С одной стороны, образ волка характеризует особенности взаимоотношений Максудова с социумом; с другой стороны, в фольклорных источниках волк является помощником протагониста, его наставником, знает о последствиях, возможных при нарушении табуированного поведения, но всегда находит выход из сложившейся ситуации, пусть даже ценой собственной свободы, рискуя быть пойманным.

И еще необходимо упомянуть об одной литературной сказке — сказке Г.Х. Андерсена «Новый наряд короля». О самоубийстве Максудова, о причинах этого поступка, о художественных решениях, достижениях Булгакова, вписавшего к вполне готовому произведению трагическое начало, уже не раз упоминалось. Обратимся к герою ребенку, возникшему в предисловии к «Театральному роману». Присутствие мальчика, который знает, о каком театре идет речь — своего рода интертекстуальная находка Булгакова. «Придя как-то в выходной день в гости к своей тетушке, служащей в одном из видных московских театров, мальчик сказал ей, улыбаясь чарующей детской улыбкой и картавя:

— Слыхали, слыхали, как тебя в романе изобразили!

Что возьмешь с малолетнего?» (4: 351). Ребенок, без особого умысла, только ради смеха и утверждения собственной осведомленности сообщает об этом своей тете. И, если уста младенца действительно «глаголят истину», то у читателей не может возникнуть и тени сомнений, что мальчик говорит неправду.

Но последующий вопрос «Что возьмешь с малолетнего?» можно понимать двояко. С одной стороны, мальчик может придумать все что угодно — ему так показалось, и все тут. А с другой стороны, дети не умеют молчать в нужном месте и в нужное время, они о чем думают, о том и говорят. Поэтому-то с них ничего и не возьмешь, ведь это та правда, которую взрослые люди предпочитают скрывать, не говорить об этом вслух по каким-либо личным соображениям. Все это с точностью повторяет смысл слов мальчика, изображенного Гансом Христианом Андерсеном в сказке «Новый наряд короля»: «И вдруг какой-то мальчик крикнул:

— А король-то голый!

— Ах, послушайте, что говорит невинное дитя! — сказал его отец. — Ребенок есть ребенок. Он всегда для своей должности годиться. Значит, он говорит правду»5*.

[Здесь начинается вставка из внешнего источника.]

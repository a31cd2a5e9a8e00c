use tracing::debug;

use common::err::replica_error::ReError;
use common::err::CResult;

use binlog::decoder::event_decoder::EventDecoder;
use binlog::events::event::Event;
use binlog::events::event_header::Header;

use crate::conn::packet_channel::PacketChannel;
use crate::packet::{check_error_packet, is_eof_packet, response_type};

const SEMI_SYNC_INDICATOR: u8 = 0xef;

/// The blocking event stream behind a dump command. Each iteration pulls
/// one network packet, strips the OK byte and the optional semi-sync
/// header, validates the checksum and decodes the event. Semi-sync ACKs
/// are written back inline when the primary asks for one.
pub struct BinlogEvents {
    channel: PacketChannel,
    decoder: EventDecoder,
    semi_sync: bool,
    /// Maintained off ROTATE events for semi-sync ACK frames
    current_file: String,
    closed: bool,
}

impl BinlogEvents {
    pub fn new(
        channel: PacketChannel,
        decoder: EventDecoder,
        semi_sync: bool,
        current_file: String,
    ) -> Self {
        BinlogEvents {
            channel,
            decoder,
            semi_sync,
            current_file,
            closed: false,
        }
    }

    /// Tear the socket down; the iterator yields `None` from here on.
    pub fn shutdown(&mut self) {
        if !self.closed {
            self.closed = true;
            let _ = self.channel.shutdown();
        }
    }

    pub fn current_file(&self) -> &str {
        &self.current_file
    }

    fn read_one(&mut self) -> CResult<(Header, Event)> {
        let (packet, _) = self.channel.read_packet()?;

        match packet.first() {
            Some(&response_type::ERROR) => {
                check_error_packet(&packet, "Binlog stream error.")?;
                return Err(ReError::ConnectionError(
                    "malformed error packet".to_string(),
                ));
            }
            Some(&response_type::OK) => {}
            _ if is_eof_packet(&packet) => return Err(ReError::StreamClosed),
            _ => {
                return Err(ReError::decode(
                    0,
                    format!("unexpected packet marker {:?}", packet.first()),
                ))
            }
        }

        let mut payload = &packet[1..];

        let mut need_ack = false;
        if self.semi_sync && payload.first() == Some(&SEMI_SYNC_INDICATOR) {
            need_ack = payload.get(1) == Some(&1);
            payload = payload.get(2..).ok_or_else(ReError::incomplete)?;
        }

        let (header, event) = self.decoder.decode(payload)?;

        if let Event::Rotate(ref rotate) = event {
            self.current_file = rotate.next_binlog.clone();
        }

        if need_ack {
            self.ack(header.log_pos as u64)?;
        }

        Ok((header, event))
    }

    /// Semi-sync ACK: magic byte, 8-byte position, current file name.
    fn ack(&mut self, log_pos: u64) -> CResult<()> {
        let mut packet = Vec::with_capacity(9 + self.current_file.len());
        packet.push(SEMI_SYNC_INDICATOR);
        packet.extend_from_slice(&log_pos.to_le_bytes());
        packet.extend_from_slice(self.current_file.as_bytes());
        debug!(log_pos, file = self.current_file.as_str(), "semi-sync ack");
        self.channel.write_packet(&packet, 0)
    }
}

impl Iterator for BinlogEvents {
    type Item = CResult<(Header, Event)>;

    fn next(&mut self) -> Option<Self::Item> {
        if self.closed {
            return None;
        }
        match self.read_one() {
            Ok(item) => Some(Ok(item)),
            Err(ReError::StreamClosed) => {
                self.closed = true;
                None
            }
            Err(e) => {
                if e.is_transport() {
                    self.closed = true;
                }
                Some(Err(e))
            }
        }
    }
}
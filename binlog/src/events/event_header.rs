use nom::{
    number::complete::{le_u16, le_u32, le_u8},
    IResult,
};
use serde::Serialize;

/// Every v4 event opens with a 19-byte common header, little-endian:
///
/// ```text
///                      [startPos : Len]
/// +=====================================+
/// | event  | timestamp         0 : 4    |
/// | header +----------------------------+
/// |        | event_type        4 : 1    |
/// |        +----------------------------+
/// |        | server_id         5 : 4    |
/// |        +----------------------------+
/// |        | event_length      9 : 4    |
/// |        +----------------------------+
/// |        | log_pos          13 : 4    |
/// |        +----------------------------+
/// |        | flags            17 : 2    |
/// +=====================================+
/// ```
#[derive(Debug, Serialize, PartialEq, Eq, Clone, Default)]
pub struct Header {
    /// Creation time, seconds since Unix epoch. Zero on artificial events
    /// the server fabricates mid-stream (fake rotate, heartbeat).
    pub when: u32,

    pub event_type: u8,

    /// Which server originally wrote the event; used to break replication
    /// loops.
    pub server_id: u32,

    /// header + body + checksum
    pub event_length: u32,

    /// File position of the next event, zero on artificial events.
    pub log_pos: u32,

    /// ref: https://mariadb.com/kb/en/2-binlog-event-header/#event-flag
    pub flags: u16,
}

/// LOG_EVENT_ARTIFICIAL_F, set on server-fabricated events.
pub const LOG_EVENT_ARTIFICIAL_F: u16 = 0x20;

impl Header {
    pub fn parse_v4_header(input: &[u8]) -> IResult<&[u8], Header> {
        let (i, when) = le_u32(input)?;
        let (i, event_type) = le_u8(i)?;
        let (i, server_id) = le_u32(i)?;
        let (i, event_length) = le_u32(i)?;
        let (i, log_pos) = le_u32(i)?;
        let (i, flags) = le_u16(i)?;

        Ok((
            i,
            Header {
                when,
                event_type,
                server_id,
                event_length,
                log_pos,
                flags,
            },
        ))
    }

    pub fn is_artificial(&self) -> bool {
        self.flags & LOG_EVENT_ARTIFICIAL_F != 0
    }
}

#[cfg(test)]
mod test {
    use super::Header;

    #[test]
    fn parse_rotate_header() {
        let raw = b"\x00\x00\x00\x00\x04\x01\x00\x00\x00\x2d\x00\x00\x00\x00\x00\x00\x00\x20\x00";
        let (rest, h) = Header::parse_v4_header(raw).unwrap();
        assert!(rest.is_empty());
        assert_eq!(h.when, 0);
        assert_eq!(h.event_type, 4);
        assert_eq!(h.server_id, 1);
        assert_eq!(h.event_length, 45);
        assert_eq!(h.log_pos, 0);
        assert!(h.is_artificial());
    }
}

Слова мальчика у Андерсена являются композиционной развязкой сказки, уличением придворных мужей, да и самого короля, не только в глупости, но и в боязни оказаться человеком, не годящимся для своей должности. У Булгакова слова мальчика звучат в предисловии к тексту. Кто в романе не годится для своей должности? Возможно, у автора была задача не уличения в чем-то героев, это право он предоставил читателям, слова мальчика поставили все точки над «i», обозначив, о каком театре идет речь.

Кроме того, строчки из детской сказки, словно, предназначены для «Театрального романа» Булгакова. «Ни один человек не сознался в том, что ничего не видит, никто не хотел прослыть глупцом или признать, что он ни на что не пригоден». Так и после публикации отрывков «Театрального романа» многие не хотели признавать, что являются прототипами булгаковских героев. Предвидя объяснимую реакцию бывших сослуживцев, автор уже ввел образ ребенка, которого не обманешь; он всегда знает, правду ему говорят или нет.

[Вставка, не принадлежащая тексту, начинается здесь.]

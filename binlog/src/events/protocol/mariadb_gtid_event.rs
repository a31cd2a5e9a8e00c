use nom::{
    number::complete::{le_u32, le_u64, le_u8},
    IResult,
};
use serde::Serialize;

use crate::gtid::mariadb_gtid_set::{MariadbGtid, MariadbGtidSet};

/// MARIADB_GTID_EVENT: replaces the BEGIN query event per transaction.
/// The server id half of the gtid comes from the common header.
#[derive(Debug, Serialize, PartialEq, Eq, Clone)]
pub struct MariadbGtidEvent {
    pub sequence: u64,
    pub domain_id: u32,
    pub flags: u8,
}

/// FL_STANDALONE: no terminal COMMIT follows.
pub const FL_STANDALONE: u8 = 1;

impl MariadbGtidEvent {
    pub fn parse(input: &[u8]) -> IResult<&[u8], MariadbGtidEvent> {
        let (i, sequence) = le_u64(input)?;
        let (i, domain_id) = le_u32(i)?;
        let (i, flags) = le_u8(i)?;

        Ok((
            i,
            MariadbGtidEvent {
                sequence,
                domain_id,
                flags,
            },
        ))
    }

    pub fn to_gtid(&self, server_id: u32) -> MariadbGtid {
        MariadbGtid {
            domain_id: self.domain_id,
            server_id,
            sequence: self.sequence,
        }
    }
}

/// MARIADB_GTID_LIST_EVENT: the executed state at the head of each file.
#[derive(Debug, Serialize, PartialEq, Clone)]
pub struct MariadbGtidListEvent {
    pub gtid_set: MariadbGtidSet,
}

impl MariadbGtidListEvent {
    pub fn parse(input: &[u8]) -> IResult<&[u8], MariadbGtidListEvent> {
        let (mut i, count_and_flags) = le_u32(input)?;
        let count = count_and_flags & 0x0fff_ffff;

        let mut gtid_set = MariadbGtidSet::new();
        for _ in 0..count {
            let (rest, domain_id) = le_u32(i)?;
            let (rest, server_id) = le_u32(rest)?;
            let (rest, sequence) = le_u64(rest)?;
            i = rest;
            gtid_set.add(MariadbGtid {
                domain_id,
                server_id,
                sequence,
            });
        }

        Ok((i, MariadbGtidListEvent { gtid_set }))
    }
}

#[cfg(test)]
mod test {
    use super::*;

    #[test]
    fn parse_gtid() {
        let mut body = Vec::new();
        body.extend_from_slice(&577u64.to_le_bytes());
        body.extend_from_slice(&2u32.to_le_bytes());
        body.push(FL_STANDALONE);

        let (_, e) = MariadbGtidEvent::parse(&body).unwrap();
        assert_eq!(e.sequence, 577);
        assert_eq!(e.domain_id, 2);
        assert_eq!(e.to_gtid(7).to_string(), "2-7-577");
    }

    #[test]
    fn parse_gtid_list() {
        let mut body = Vec::new();
        body.extend_from_slice(&2u32.to_le_bytes());
        for (d, s, q) in [(0u32, 1u32, 10u64), (1, 1, 20)] {
            body.extend_from_slice(&d.to_le_bytes());
            body.extend_from_slice(&s.to_le_bytes());
            body.extend_from_slice(&q.to_le_bytes());
        }

        let (_, e) = MariadbGtidListEvent::parse(&body).unwrap();
        assert_eq!(e.gtid_set.to_string(), "0-1-10,1-1-20");
    }
}
use crate::commands::COM_REGISTER_SLAVE;

/// COM_REGISTER_SLAVE: announce this client in `SHOW SLAVE HOSTS` before
/// asking for the dump.
///
/// ref: https://dev.mysql.com/doc/internals/en/com-register-slave.html
#[derive(Debug)]
pub struct RegisterReplicaCommand {
    server_id: u32,
    hostname: String,
    port: u16,
}

impl RegisterReplicaCommand {
    pub fn new(server_id: u32, hostname: String, port: u16) -> Self {
        RegisterReplicaCommand {
            server_id,
            hostname,
            port,
        }
    }

    pub fn serialize(&self) -> Vec<u8> {
        let mut packet = Vec::with_capacity(32 + self.hostname.len());
        packet.push(COM_REGISTER_SLAVE);
        packet.extend_from_slice(&self.server_id.to_le_bytes());

        packet.push(self.hostname.len() as u8);
        packet.extend_from_slice(self.hostname.as_bytes());
        // user and password are left for the server to take from the session
        packet.push(0);
        packet.push(0);

        packet.extend_from_slice(&self.port.to_le_bytes());
        packet.extend_from_slice(&0u32.to_le_bytes()); // replication rank, unused
        packet.extend_from_slice(&0u32.to_le_bytes()); // master id, unused

        packet
    }
}

#[cfg(test)]
mod test {
    use super::RegisterReplicaCommand;

    #[test]
    fn serialize_shape() {
        let p = RegisterReplicaCommand::new(1001, "replica-host".to_string(), 3306).serialize();
        assert_eq!(p[0], 0x15);
        assert_eq!(u32::from_le_bytes([p[1], p[2], p[3], p[4]]), 1001);
        assert_eq!(p[5] as usize, "replica-host".len());
    }
}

Скорее всего, Булгаков, придумав мальчика, находил некоторое сходство между своим творением и литературной сказкой Андерсена в приеме использования мотива ребенка. Ведь первоначально роману предшествовало «Предисловие» несколько иного содержания:

«Долгом своим считаю предупредить читателя в том, что этот роман сочинен не мною, а достался мне при странных обстоятельствах. Накануне самоубийства Сергея Леонтьевича Бахтина (было «Максудова», но зачеркнуто) я получил толстую бандероль и письмо. В бандероли был этот роман, С.Л. заявлял, что, уходя из жизни, дарит мне этот роман, с тем чтобы я подписал его и выпустил в свет.

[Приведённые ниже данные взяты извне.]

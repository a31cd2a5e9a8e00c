use common::err::replica_error::ReError;
use common::err::CResult;

pub mod auth_switch_packet;
pub mod handshake_packet;
pub mod result_set_row_packet;

pub mod response_type {
    pub const OK: u8 = 0x00;
    pub const AUTH_PLUGIN_SWITCH: u8 = 0xfe;
    pub const EOF: u8 = 0xfe;
    pub const ERROR: u8 = 0xff;
}

/// Raise ERR packets as errors, tagging access denials separately so the
/// engine never retries them.
pub fn check_error_packet(packet: &[u8], message: &str) -> CResult<()> {
    if packet.first() == Some(&response_type::ERROR) {
        let code = if packet.len() >= 3 {
            u16::from_le_bytes([packet[1], packet[2]])
        } else {
            0
        };
        // skip the sql-state marker when present
        let body_start = if packet.get(3) == Some(&b'#') { 9 } else { 3 };
        let text = String::from_utf8_lossy(packet.get(body_start..).unwrap_or(&[]));

        // ER_ACCESS_DENIED_ERROR / ER_DBACCESS_DENIED_ERROR
        if code == 1045 || code == 1044 {
            return Err(ReError::Unauthorized(format!("{} {}", message, text)));
        }
        return Err(ReError::ConnectionError(format!(
            "{} code={} {}",
            message, code, text
        )));
    }
    Ok(())
}

/// EOF packets are 0xfe with a short body; 0xfe also prefixes length-encoded
/// 8-byte integers, hence the length guard.
pub fn is_eof_packet(packet: &[u8]) -> bool {
    packet.first() == Some(&response_type::EOF) && packet.len() < 9
}
#[cfg(test)]
mod test {
    use super::*;
    use crate::handler::NopEventHandler;
    use binlog::gtid::MysqlGtidSet;

    #[test]
    fn server_id_is_required() {
        let config = ReplicaConfig::default();
        assert!(matches!(
            BinlogReplica::new(config, Box::new(NopEventHandler)),
            Err(ReError::ConfigError(_))
        ));
    }

    #[test]
    fn ddl_table_extraction() {
        let caps = DDL_TABLE_RE.captures("ALTER TABLE shop.orders ADD COLUMN x int").unwrap();
        assert_eq!(&caps[1], "shop");
        assert_eq!(caps.get(2).unwrap().as_str(), "orders");

        let caps = DDL_TABLE_RE
            .captures("create table if not exists `orders` (id int)")
            .unwrap();
        assert_eq!(&caps[1], "orders");
        assert!(caps.get(2).is_none());

        assert!(DDL_TABLE_RE.captures("GRANT ALL ON *.* TO 'x'").is_none());
    }

    #[test]
    fn dump_request_prefers_gtid() {
        let config = ReplicaConfig {
            server_id: 1001,
            ..Default::default()
        };
        let replica = BinlogReplica::new(config, Box::new(NopEventHandler)).unwrap();

        match replica.dump_request() {
            DumpRequest::Position { position, .. } => assert_eq!(position, 4),
            other => panic!("unexpected {:?}", other),
        }

        let set = GtidSet::MySQL(
            MysqlGtidSet::parse("de278ad0-2106-11e4-9f8e-6edd0ca20947:1-3").unwrap(),
        );
        replica.master.update_gtid_set(set);
        assert!(matches!(replica.dump_request(), DumpRequest::Gtid(_)));
    }

    #[test]
    fn close_is_idempotent() {
        let config = ReplicaConfig {
            server_id: 1001,
            ..Default::default()
        };
        let replica = BinlogReplica::new(config, Box::new(NopEventHandler)).unwrap();
        replica.running.store(true, Ordering::SeqCst);
        replica.close();
        replica.close();
        assert_eq!(replica.state(), ReplicaState::Stopping);
    }

    #[test]
    fn delay_tracks_event_timestamps() {
        let config = ReplicaConfig {
            server_id: 1001,
            ..Default::default()
        };
        let replica = BinlogReplica::new(config, Box::new(NopEventHandler)).unwrap();
        let header = Header {
            when: now_unix() - 5,
            ..Default::default()
        };
        replica.update_delay(&header);
        assert!(replica.delay() >= 5);

        // artificial events leave the gauge alone
        let before = replica.delay();
        replica.update_delay(&Header::default());
        assert_eq!(replica.delay(), before);
    }
}
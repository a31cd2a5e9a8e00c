use std::fmt::{Display, Formatter};

use serde::Serialize;

/// A contiguous run of transaction numbers, `[start, stop)`.
#[derive(Debug, Serialize, Clone, Copy, PartialEq, Eq, PartialOrd, Ord)]
pub struct Interval {
    pub start: i64,
    /// exclusive
    pub stop: i64,
}

impl Interval {
    pub fn new(start: i64, stop: i64) -> Self {
        Interval { start, stop }
    }

    pub fn contains(&self, other: &Interval) -> bool {
        other.start >= self.start && other.stop <= self.stop
    }
}

impl Display for Interval {
    fn fmt(&self, f: &mut Formatter<'_>) -> std::fmt::Result {
        if self.stop == self.start + 1 {
            write!(f, "{}", self.start)
        } else {
            write!(f, "{}-{}", self.start, self.stop - 1)
        }
    }
}

/// Sort and merge overlapping or adjacent runs in place.
pub fn normalize(intervals: &mut Vec<Interval>) {
    if intervals.is_empty() {
        return;
    }
    intervals.sort();

    let mut merged: Vec<Interval> = Vec::with_capacity(intervals.len());
    for iv in intervals.iter() {
        match merged.last_mut() {
            Some(last) if iv.start <= last.stop => {
                if iv.stop > last.stop {
                    last.stop = iv.stop;
                }
            }
            _ => merged.push(*iv),
        }
    }
    *intervals = merged;
}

Странная, но предсмертная воля!

В течение нескольких летя наводил справки о родных и близких С.Л.

Тщетно! Он не солгал — у него не осталось никого на этом свете. Я принимаю подарок.

Второе: предупреждаю читателя о том, что покойный С.Л. никакого отношения ни к драматургии, ни к театрам никогда не имел, и весь роман представляет собою плод его странной воспаленной фантазии. Ручаюсь, что ни таких театров, ни таких людей, как в произведении покойника, нигде нет и не было.

И, наконец, третье — последнее: моя работа над романом выразилась только в том, что я расставил знаки препинания там, где их не хватало. Итак...» (4: 493).

В первом варианте нет образа ребенка, предисловие для читателей к «Театральному роману», где описывался тот самый мальчик, о котором речь шла выше, было написано Булгаковым позднее, в четвертой тетради дополнений и изменений к роману. Выбор данной категории персонажа объясним: ребенок — чистое существо, которое не знает что такое ложь, он не видит смысла в неправде. «Мотив ребенка как мерила человеческой и божественной справедливости, инстанции, с которой начинается и к которой обращается философия человека, нравственная субстанция, очеловечивающая «существование в высшем смысле»» (Эрастова 1994: 26). Во всем остальном тексты двух предисловий практически совпадают, значит, ввести этот образ в предисловие было очень важно для автора, тем самым он стремился достигнуть полной веры читателей в происходящее, сделать правдивыми описания театральной жизни, показать «существование» (на примере Максудова) талантливых людей, нежелающих творить по заказу.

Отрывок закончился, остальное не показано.